Task to carry out ▸ Find the line that contains "payloads, oldest first"; then retype it and each line after it, exactly, through the final line of the data below.

Task data ▸
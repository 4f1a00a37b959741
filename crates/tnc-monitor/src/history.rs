//! Bounded broadcast history
//!
//! New WebSocket clients receive the recent stream before going live, so
//! the bridge keeps the last N serialized payloads in insertion order and
//! drops the oldest once full.

use std::collections::VecDeque;

/// Fixed-capacity FIFO of broadcast payloads
#[derive(Debug)]
pub struct History {
    entries: VecDeque<String>,
    capacity: usize,
}

impl History {
    /// Create a history holding at most `capacity` entries
    pub fn new(capacity: usize) -> Self {
        Self {
            entries: VecDeque::with_capacity(capacity),
            capacity,
        }
    }

    /// Append a payload, evicting the oldest entry when full
    pub fn push(&mut self, payload: String) {
        if self.entries.len() == self.capacity {
            self.entries.pop_front();
        }
        self.entries.push_back(payload);
    }

    /// Copy of all retained payloads, oldest first
    pub fn snapshot(&self) -> Vec<String> {
        self.entries.iter().cloned().collect()
    }

    /// Number of retained payloads
    pub fn len(&self) -> usize {
        self.entries.len()
    }

    /// True when nothing has been retained yet
    pub fn is_empty(&self) -> bool {
        self.entries.is_empty()
    }

    /// Drop all retained payloads
    pub fn clear(&mut self) {
        self.entries.clear();
    }
}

Written answer ▸
    /// Copy of all retained payloads, oldest first
    pub fn snapshot(&self) -> Vec<String> {
        self.entries.iter().cloned().collect()
    }

    /// Number of retained payloads
    pub fn len(&self) -> usize {
        self.entries.len()
    }

    /// True when nothing has been retained yet
    pub fn is_empty(&self) -> bool {
        self.entries.is_empty()
    }

    /// Drop all retained payloads
    pub fn clear(&mut self) {
        self.entries.clear();
    }
}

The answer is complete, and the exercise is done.